Check each line of the data for the string "cities". Report how many have it, and give nothing else.

:: RECORDS FOR THIS EXERCISE

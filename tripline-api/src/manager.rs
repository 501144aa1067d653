use axum::{
    extract::{Path, Query, State},
    routing::{get, post},
    Json, Router,
};
use serde::Deserialize;
use serde_json::json;
use uuid::Uuid;

use tripline_core::booking::BookingStatus;
use tripline_order::{build_view, BookingError, BookingView};

use crate::error::ApiError;
use crate::state::AppState;

#[derive(Debug, Deserialize)]
struct ListFilter {
    status: Option<BookingStatus>,
}

#[derive(Debug, Deserialize)]
struct SetStatusRequest {
    status: BookingStatus,
}

pub fn routes() -> Router<AppState> {
    Router::new()
        .route("/manager/bookings", get(list_all_bookings))
        .route("/manager/bookings/{id}/status", post(set_status))
}

/// GET /manager/bookings, cross-user listing with an optional
/// ?status= filter.
async fn list_all_bookings(
    State(state): State<AppState>,
    Query(filter): Query<ListFilter>,
) -> Result<Json<serde_json::Value>, ApiError> {
    let records = state
        .bookings
        .list_all(filter.status)
        .await
        .map_err(BookingError::from)?;

    let views: Vec<BookingView> = records.iter().map(build_view).collect();
    Ok(Json(json!({ "success": true, "bookings": views })))
}

/// POST /manager/bookings/:id/status, sets Отменено or Завершено.
async fn set_status(
    State(state): State<AppState>,
    Path(booking_id): Path<Uuid>,
    Json(req): Json<SetStatusRequest>,
) -> Result<Json<serde_json::Value>, ApiError> {
    state.status.manager_transition(booking_id, req.status).await?;
    Ok(Json(json!({ "success": true })))
}
//! In-memory store used by the crate's tests. Enforces the same seat
//! uniqueness contract as the Postgres repository.

use std::collections::HashMap;
use std::sync::Mutex;

use async_trait::async_trait;
use chrono::{NaiveDate, Utc};
use uuid::Uuid;

use tripline_catalog::{CatalogRepository, Flight, Tour};
use tripline_core::booking::{
    Booking, BookingHistoryEntry, BookingItemInfo, BookingRecord, BookingStatus, NewBooking,
};
use tripline_core::repository::{BookingRepository, StoreError};
use tripline_offer::{Discount, DiscountRepository, PersonalizedOffer};

#[derive(Default)]
struct Inner {
    tours: HashMap<Uuid, Tour>,
    flights: HashMap<Uuid, Flight>,
    discounts: Vec<Discount>,
    offers: Vec<PersonalizedOffer>,
    bookings: HashMap<Uuid, Booking>,
    // (flight_id, seat) -> booking
    occupancy: HashMap<(Uuid, String), Uuid>,
    history: Vec<BookingHistoryEntry>,
}

#[derive(Default)]
pub struct InMemoryStore {
    inner: Mutex<Inner>,
}

impl InMemoryStore {
    pub fn new() -> Self {
        Self::default()
    }

    pub fn add_flight(&self, total_seats: i32, price_cents: i64, baggage_price_cents: i64) -> Uuid {
        let id = Uuid::new_v4();
        let flight = Flight {
            id,
            airline: "Тестовые авиалинии".to_string(),
            flight_number: "TL-101".to_string(),
            departure_city: "Москва".to_string(),
            arrival_city: "Сочи".to_string(),
            departure_time: Utc::now(),
            arrival_time: Utc::now(),
            price_cents,
            aircraft_type: None,
            total_seats,
            baggage_price_cents,
            available: true,
        };
        self.inner.lock().unwrap().flights.insert(id, flight);
        id
    }

    pub fn add_tour(&self, price_cents: i64, cities: &[&str]) -> Uuid {
        let id = Uuid::new_v4();
        let today = Utc::now().date_naive();
        let tour = Tour {
            id,
            title: "Тестовый тур".to_string(),
            description: None,
            country: "Россия".to_string(),
            city: "Сочи".to_string(),
            start_date: today,
            end_date: today,
            price_cents,
            transportation_included: true,
            available_cities: cities.iter().map(|c| c.to_string()).collect(),
            available: true,
        };
        self.inner.lock().unwrap().tours.insert(id, tour);
        id
    }

    pub fn set_flight_available(&self, id: Uuid, available: bool) {
        if let Some(f) = self.inner.lock().unwrap().flights.get_mut(&id) {
            f.available = available;
        }
    }

    pub fn add_discount(&self, discount: Discount) {
        self.inner.lock().unwrap().discounts.push(discount);
    }

    pub fn add_offer(&self, offer: PersonalizedOffer) {
        self.inner.lock().unwrap().offers.push(offer);
    }

    pub fn occupied(&self, flight_id: Uuid) -> Vec<String> {
        let inner = self.inner.lock().unwrap();
        let mut seats: Vec<String> = inner
            .occupancy
            .keys()
            .filter(|(f, _)| *f == flight_id)
            .map(|(_, s)| s.clone())
            .collect();
        seats.sort();
        seats
    }

    pub fn history_len(&self, booking_id: Uuid) -> usize {
        let inner = self.inner.lock().unwrap();
        inner
            .history
            .iter()
            .filter(|h| h.booking_id == booking_id)
            .count()
    }

    pub fn get_record(&self, booking_id: Uuid) -> BookingRecord {
        let inner = self.inner.lock().unwrap();
        record_of(&inner, inner.bookings.get(&booking_id).expect("booking"))
    }
}

fn record_of(inner: &Inner, booking: &Booking) -> BookingRecord {
    let item = match booking.target {
        tripline_core::booking::BookingTarget::Tour(id) => {
            let tour = inner.tours.get(&id).expect("tour");
            BookingItemInfo::Tour {
                title: tour.title.clone(),
                country: tour.country.clone(),
                city: tour.city.clone(),
                start_date: tour.start_date,
                end_date: tour.end_date,
            }
        }
        tripline_core::booking::BookingTarget::Flight(id) => {
            let flight = inner.flights.get(&id).expect("flight");
            BookingItemInfo::Flight {
                airline: flight.airline.clone(),
                flight_number: flight.flight_number.clone(),
                departure_city: flight.departure_city.clone(),
                arrival_city: flight.arrival_city.clone(),
                departure_time: flight.departure_time,
                arrival_time: flight.arrival_time,
            }
        }
    };
    let last_change = inner
        .history
        .iter()
        .filter(|h| h.booking_id == booking.id)
        .map(|h| h.changed_at)
        .max()
        .unwrap_or(booking.booking_date);
    BookingRecord {
        booking: booking.clone(),
        item,
        seats_raw: Some(serde_json::to_string(&booking.seats).unwrap()),
        last_status_change: last_change,
    }
}

#[async_trait]
impl CatalogRepository for InMemoryStore {
    async fn get_tour(&self, id: Uuid) -> Result<Option<Tour>, StoreError> {
        Ok(self.inner.lock().unwrap().tours.get(&id).cloned())
    }

    async fn get_flight(&self, id: Uuid) -> Result<Option<Flight>, StoreError> {
        Ok(self.inner.lock().unwrap().flights.get(&id).cloned())
    }

    async fn occupied_seats(&self, flight_id: Uuid) -> Result<Vec<String>, StoreError> {
        Ok(self.occupied(flight_id))
    }
}

#[async_trait]
impl DiscountRepository for InMemoryStore {
    async fn active_discounts(&self, today: NaiveDate) -> Result<Vec<Discount>, StoreError> {
        Ok(self
            .inner
            .lock()
            .unwrap()
            .discounts
            .iter()
            .filter(|d| d.active_on(today))
            .cloned()
            .collect())
    }

    async fn offers_for_user(
        &self,
        user_id: Uuid,
        today: NaiveDate,
    ) -> Result<Vec<PersonalizedOffer>, StoreError> {
        Ok(self
            .inner
            .lock()
            .unwrap()
            .offers
            .iter()
            .filter(|o| o.user_id == user_id && o.valid_on(today))
            .cloned()
            .collect())
    }
}

#[async_trait]
impl BookingRepository for InMemoryStore {
    async fn create(&self, new: &NewBooking) -> Result<Uuid, StoreError> {
        let mut inner = self.inner.lock().unwrap();

        if let Some(flight_id) = new.target.flight_id() {
            let taken: Vec<String> = new
                .seats
                .iter()
                .filter(|s| inner.occupancy.contains_key(&(flight_id, s.to_string())))
                .cloned()
                .collect();
            if !taken.is_empty() {
                return Err(StoreError::SeatConflict { seats: taken });
            }
        }

        let id = Uuid::new_v4();
        let now = Utc::now();
        let booking = Booking {
            id,
            user_id: new.user_id,
            target: new.target,
            travelers_count: new.travelers_count,
            transportation: new.transportation,
            departure_city: new.departure_city.clone(),
            seats: new.seats.clone(),
            has_baggage: new.has_baggage,
            baggage_count: new.baggage_count,
            total_price_cents: new.total_price_cents,
            status: BookingStatus::Active,
            booking_date: now,
        };
        if let Some(flight_id) = new.target.flight_id() {
            for seat in &new.seats {
                inner.occupancy.insert((flight_id, seat.clone()), id);
            }
        }
        inner.bookings.insert(id, booking);
        inner.history.push(BookingHistoryEntry {
            booking_id: id,
            status: BookingStatus::Active,
            changed_at: now,
        });
        Ok(id)
    }

    async fn get(&self, id: Uuid) -> Result<Option<BookingRecord>, StoreError> {
        let inner = self.inner.lock().unwrap();
        Ok(inner.bookings.get(&id).map(|b| record_of(&inner, b)))
    }

    async fn list_for_user(&self, user_id: Uuid) -> Result<Vec<BookingRecord>, StoreError> {
        let inner = self.inner.lock().unwrap();
        let mut records: Vec<BookingRecord> = inner
            .bookings
            .values()
            .filter(|b| b.user_id == user_id)
            .map(|b| record_of(&inner, b))
            .collect();
        records.sort_by(|a, b| b.booking.booking_date.cmp(&a.booking.booking_date));
        Ok(records)
    }

    async fn list_all(
        &self,
        status: Option<BookingStatus>,
    ) -> Result<Vec<BookingRecord>, StoreError> {
        let inner = self.inner.lock().unwrap();
        let mut records: Vec<BookingRecord> = inner
            .bookings
            .values()
            .filter(|b| status.map_or(true, |s| b.status == s))
            .map(|b| record_of(&inner, b))
            .collect();
        records.sort_by(|a, b| b.booking.booking_date.cmp(&a.booking.booking_date));
        Ok(records)
    }

    async fn transition(
        &self,
        id: Uuid,
        from: BookingStatus,
        to: BookingStatus,
    ) -> Result<(), StoreError> {
        let mut inner = self.inner.lock().unwrap();
        let current = inner
            .bookings
            .get(&id)
            .map(|b| b.status)
            .ok_or_else(|| StoreError::NotFound(id.to_string()))?;
        if current != from {
            return Err(StoreError::InvalidTransition { from: current, to });
        }
        inner.bookings.get_mut(&id).unwrap().status = to;
        inner.history.push(BookingHistoryEntry {
            booking_id: id,
            status: to,
            changed_at: Utc::now(),
        });
        if to == BookingStatus::Cancelled {
            inner.occupancy.retain(|_, b| *b != id);
        }
        Ok(())
    }

    async fn history(&self, id: Uuid) -> Result<Vec<BookingHistoryEntry>, StoreError> {
        let inner = self.inner.lock().unwrap();
        Ok(inner
            .history
            .iter()
            .filter(|h| h.booking_id == id)
            .cloned()
            .collect())
    }
}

::::

### [TASK ANSWER]
2